====== Task inputs
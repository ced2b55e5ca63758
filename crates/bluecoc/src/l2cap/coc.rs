//! Connection-oriented channel endpoint
//!
//! [`Coc`] carries everything channels, clients and services have in common:
//! the buffer pool and receive scratch buffer, the connection state machine,
//! segmented blocking writes and the receive/re-post discipline. The role
//! parameter only decides which callbacks the application provides.
//!
//! The host reaches an endpoint through a closure holding a weak reference,
//! so an endpoint that has been dropped simply refuses further events.

use std::fmt;
use std::sync::{Arc, Condvar, Mutex, Weak};
use std::time::Duration;

use log::{debug, error, info, trace, warn};

use super::callbacks::CocCallbacks;
use super::pool::{BufferPool, SduBuffer};
use super::psm::Psm;
use super::types::{CocConfig, CocState, L2capError, L2capResult};
use crate::error::HostError;
use crate::host::{ChannelRef, CocEvent, CocEventHandler, ConnHandle, HostStack};

/// Bytes of each SDU dumped at trace level
const TRACE_DUMP_LEN: usize = 32;

/// An endpoint role: channel, client or service
pub trait Role: Sized + Send + Sync + 'static {
    type Callbacks: ?Sized + CocCallbacks<Self> + Send;

    /// Name used in log lines
    const NAME: &'static str;

    /// Gate an incoming channel before any buffer is drawn
    fn should_accept(_callbacks: &mut Self::Callbacks, _coc: &Coc<Self>) -> bool {
        true
    }

    /// The peer changed its MTU
    fn mtu_changed(_callbacks: &mut Self::Callbacks, coc: &Coc<Self>, mtu: u16) {
        debug!("L2CAP {} {} peer MTU now {}", Self::NAME, coc.psm(), mtu);
    }
}

struct Resources {
    pool: BufferPool,
    scratch: Mutex<Vec<u8>>,
    /// Blocks left for transmit while a full receive SDU is posted
    tx_blocks: usize,
}

impl Resources {
    fn allocate(mtu: u16, config: &CocConfig) -> L2capResult<Self> {
        let pool = BufferPool::for_mtu(mtu, config)?;
        let rx_blocks = config
            .blocks_per_mtu(mtu)
            .ok_or(L2capError::ResourceLimitReached)?;
        let tx_blocks = pool.capacity().saturating_sub(rx_blocks);
        let mut scratch = Vec::new();
        scratch
            .try_reserve_exact(mtu as usize)
            .map_err(|_| L2capError::ResourceLimitReached)?;
        scratch.resize(mtu as usize, 0);
        Ok(Self {
            pool,
            scratch: Mutex::new(scratch),
            tx_blocks,
        })
    }
}

#[derive(Debug)]
struct Link {
    state: CocState,
    /// Set iff `state == Connected`
    chan: Option<ChannelRef>,
    /// Channel being accepted or opened
    pending: Option<ChannelRef>,
    conn: Option<ConnHandle>,
    peer_mtu: u16,
}

impl Link {
    fn reset(&mut self, state: CocState) {
        self.state = state;
        self.chan = None;
        self.pending = None;
    }
}

/// Wakes writers blocked on a stalled transmit path
///
/// Each wake-up bumps an epoch, so a wake-up that races with the writer
/// noticing the stall is never lost.
struct TxGate {
    epoch: Mutex<u64>,
    unstalled: Condvar,
}

impl TxGate {
    fn new() -> Self {
        Self {
            epoch: Mutex::new(0),
            unstalled: Condvar::new(),
        }
    }

    fn epoch(&self) -> u64 {
        *self.epoch.lock().unwrap()
    }

    fn wake(&self) {
        *self.epoch.lock().unwrap() += 1;
        self.unstalled.notify_all();
    }

    /// Block until woken after `seen`, or at most `timeout`
    fn wait(&self, seen: u64, timeout: Duration) {
        let guard = self.epoch.lock().unwrap();
        let _ = self
            .unstalled
            .wait_timeout_while(guard, timeout, |epoch| *epoch == seen)
            .unwrap();
    }
}

struct Inner<R: Role> {
    psm: Psm,
    mtu: u16,
    config: CocConfig,
    host: Arc<dyn HostStack>,
    resources: Option<Resources>,
    link: Mutex<Link>,
    tx: TxGate,
    callbacks: Mutex<Box<R::Callbacks>>,
}

impl<R: Role> Inner<R> {
    fn resources(&self) -> L2capResult<&Resources> {
        self.resources.as_ref().ok_or(L2capError::ResourceLimitReached)
    }
}

impl<R: Role> Drop for Inner<R> {
    fn drop(&mut self) {
        let chan = self.link.get_mut().map(|link| link.chan).unwrap_or(None);
        if let Some(chan) = chan {
            if let Err(err) = self.host.disconnect(chan) {
                warn!("L2CAP {} {} disconnect on drop failed: {}", R::NAME, self.psm, err);
            }
        }
        info!("L2CAP {} {} shutdown and freed", R::NAME, self.psm);
    }
}

/// A connection-oriented channel endpoint
pub struct Coc<R: Role> {
    inner: Arc<Inner<R>>,
}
============
__Prompt__
Where a line of the data above includes "Sized", copy that line.

__Solution to this exercise__
pub trait Role: Sized + Send + Sync + 'static {
    type Callbacks: ?Sized + CocCallbacks<Self> + Send;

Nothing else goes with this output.